How many lines of the data hold the word "bool"? State the number and nothing else.

═══ Input material

//! Tab rendering modules

mod explorer;
mod git;

pub use explorer::render_explorer_tab;
pub use git::render_changes_tab;
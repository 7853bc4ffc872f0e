//! Background task scheduling with request-id based staleness.
//!
//! App code never spawns work itself. It describes the work as a [`Task`] and
//! pushes it to its outbox; the main loop hands each task to the [`Scheduler`],
//! which runs it on the tokio runtime and delivers exactly one [`AppEvent`]
//! into the single inbound queue. Tasks are never cancelled: a result whose
//! request id is no longer current is simply dropped when it is applied.

use std::path::PathBuf;
use std::time::Duration;

use tokio::sync::mpsc;
use tokio::task::JoinHandle;

use crate::events::{AppEvent, ReloadSnapshot};
use crate::files;
use crate::git::GitSnapshot;
use crate::git_diff_loader::{self, DiffRequest};
use crate::image_render::{self, ImageRequest};
use crate::preview_cache::file_mtime;
use crate::preview_loader;
use crate::watch::WatchSubscription;

/// Opaque, strictly increasing token for one "preview target changed" event.
#[derive(Clone, Copy, Debug, PartialEq, Eq, PartialOrd, Ord, Hash)]
pub struct RequestId(u64);

/// Kinds of targets that each keep exactly one active request.
#[derive(Clone, Copy, Debug, PartialEq, Eq)]
pub enum TargetKind {
    Preview,
    Diff,
    Image,
}

impl TargetKind {
    fn slot(self) -> usize {
        match self {
            TargetKind::Preview => 0,
            TargetKind::Diff => 1,
            TargetKind::Image => 2,
        }
    }
}

/// Issues request ids from one global counter and tracks the active one per kind.
#[derive(Debug, Default)]
pub struct RequestIds {
    last: u64,
    active: [Option<RequestId>; 3],
}

impl RequestIds {
    pub fn new() -> Self {
        Self::default()
    }

    /// Issue a fresh id and make it the only current one for `kind`.
    pub fn issue(&mut self, kind: TargetKind) -> RequestId {
        self.last += 1;
        let id = RequestId(self.last);
        self.active[kind.slot()] = Some(id);
        id
    }

    pub fn active(&self, kind: TargetKind) -> Option<RequestId> {
        self.active[kind.slot()]
    }

    pub fn is_current(&self, kind: TargetKind, id: RequestId) -> bool {
        self.active(kind) == Some(id)
    }

    /// Forget the active id so every in-flight result of `kind` becomes stale.
    pub fn clear(&mut self, kind: TargetKind) {
        self.active[kind.slot()] = None;
    }
}

/// A unit of background work. Each variant captures copies of everything it
/// needs and produces one event.
#[derive(Debug)]
pub enum Task {
    LoadPreview {
        request_id: RequestId,
        path: PathBuf,
        highlight: bool,
    },
    LoadDiff(DiffRequest),
    RenderImage(ImageRequest),
    Debounce {
        delay: Duration,
    },
    Reload {
        dir: PathBuf,
        show_hidden: bool,
    },
    WaitForChange(WatchSubscription),
}

impl Task {
    /// Short name used in logs.
    pub fn name(&self) -> &'static str {
        match self {
            Task::LoadPreview { .. } => "load-preview",
            Task::LoadDiff(_) => "load-diff",
            Task::RenderImage(_) => "render-image",
            Task::Debounce { .. } => "debounce",
            Task::Reload { .. } => "reload",
            Task::WaitForChange(_) => "wait-for-change",
        }
    }

    pub async fn run(self) -> AppEvent {
        match self {
            Task::LoadPreview {
                request_id,
                path,
                highlight,
            } => {
                let load_path = path.clone();
                let result =
                    blocking(move || preview_loader::load_preview(&load_path, highlight)).await;
                AppEvent::PreviewLoaded {
                    request_id,
                    path,
                    result,
                }
            }
            Task::LoadDiff(request) => {
                let mtime = file_mtime(&request.key.path);
                let request_id = request.request_id;
                let key = request.key.clone();
                let result = blocking(move || {
                    git_diff_loader::load_diff(
                        &request.repo_root,
                        &request.rel_path,
                        request.key.staged,
                        request.context_lines,
                    )
                })
                .await;
                AppEvent::DiffLoaded {
                    request_id,
                    key,
                    mtime,
                    result,
                }
            }
            Task::RenderImage(request) => {
                let request_id = request.request_id;
                let path = request.path.clone();
                let target = request.params.target;
                let validity = request.validity;
                let result = blocking(move || {
                    image_render::render_image(&request.path, &request.params)
                        .map_err(|e| format!("{e:#}"))
                })
                .await;
                AppEvent::ImageRendered {
                    request_id,
                    path,
                    target,
                    validity,
                    result,
                }
            }
            Task::Debounce { delay } => {
                tokio::time::sleep(delay).await;
                AppEvent::DebouncedReload
            }
            Task::Reload { dir, show_hidden } => {
                let list_dir = dir.clone();
                let git_dir = dir.clone();
                let (entries, git) = tokio::join!(
                    blocking(move || files::read_dir_entries(&list_dir, show_hidden)),
                    blocking(move || Ok(GitSnapshot::load(&git_dir))),
                );
                AppEvent::Reloaded(ReloadSnapshot {
                    dir,
                    entries,
                    git: git.unwrap_or_default(),
                })
            }
            Task::WaitForChange(subscription) => subscription.next_change().await,
        }
    }
}

/// Run blocking I/O off the async workers.
async fn blocking<T, F>(work: F) -> Result<T, String>
where
    F: FnOnce() -> Result<T, String> + Send + 'static,
    T: Send + 'static,
{
    match tokio::task::spawn_blocking(work).await {
        Ok(result) => result,
        Err(e) => Err(format!("Task join error: {}", e)),
    }
}

/// Handle for running tasks; the paired receiver is the main loop's event queue.
#[derive(Clone)]
pub struct Scheduler {
    tx: mpsc::UnboundedSender<AppEvent>,
}

impl Scheduler {
    pub fn new() -> (Self, mpsc::UnboundedReceiver<AppEvent>) {
        let (tx, rx) = mpsc::unbounded_channel();
        (Self { tx }, rx)
    }

    /// Run `task` without blocking the caller and enqueue its event when done.
    pub fn schedule(&self, task: Task) -> JoinHandle<()> {
        let tx = self.tx.clone();
        let name = task.name();
        tokio::spawn(async move {
            let event = task.run().await;
            if tx.send(event).is_err() {
                log::debug!("event queue closed, dropping {name} result");
            }
        })
    }
}

#[cfg(test)]
mod tests {
    use super::*;

    #[test]
    fn test_request_ids_are_strictly_increasing_across_kinds() {
        let mut ids = RequestIds::new();
        let a = ids.issue(TargetKind::Diff);
        let b = ids.issue(TargetKind::Image);
        let c = ids.issue(TargetKind::Diff);
        assert!(a < b && b < c);
        assert!(ids.is_current(TargetKind::Image, b));
        assert!(ids.is_current(TargetKind::Diff, c));
        assert!(!ids.is_current(TargetKind::Diff, a));
        // An id issued for another kind never counts as current here.
        assert!(!ids.is_current(TargetKind::Diff, b));
    }

    #[test]
    fn test_clear_makes_everything_stale() {
        let mut ids = RequestIds::new();
        let a = ids.issue(TargetKind::Preview);
        ids.clear(TargetKind::Preview);
        assert!(!ids.is_current(TargetKind::Preview, a));
        assert_eq!(ids.active(TargetKind::Preview), None);
        let b = ids.issue(TargetKind::Preview);
        assert_ne!(a, b);
    }

    #[tokio::test]
    async fn test_schedule_delivers_one_event() {
        let (scheduler, mut rx) = Scheduler::new();
        let handle = scheduler.schedule(Task::Debounce {
            delay: Duration::from_millis(1),
        });
        handle.await.unwrap();
        assert!(matches!(rx.recv().await, Some(AppEvent::DebouncedReload)));
        assert!(rx.try_recv().is_err());
    }

    #[tokio::test]
    async fn test_load_preview_task_reports_missing_file() {
        let (scheduler, mut rx) = Scheduler::new();
        let mut ids = RequestIds::new();
        let request_id = ids.issue(TargetKind::Preview);
        scheduler
            .schedule(Task::LoadPreview {
                request_id,
                path: PathBuf::from("/definitely/not/here.txt"),
                highlight: false,
            })
            .await
            .unwrap();
        match rx.recv().await {
            Some(AppEvent::PreviewLoaded {
                request_id: got,
                result,
                ..
            }) => {
                assert_eq!(got, request_id);
                assert!(result.is_err());
            }
            _ => panic!("expected PreviewLoaded"),
        }
    }
}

══════

▶ **Task answer**: 3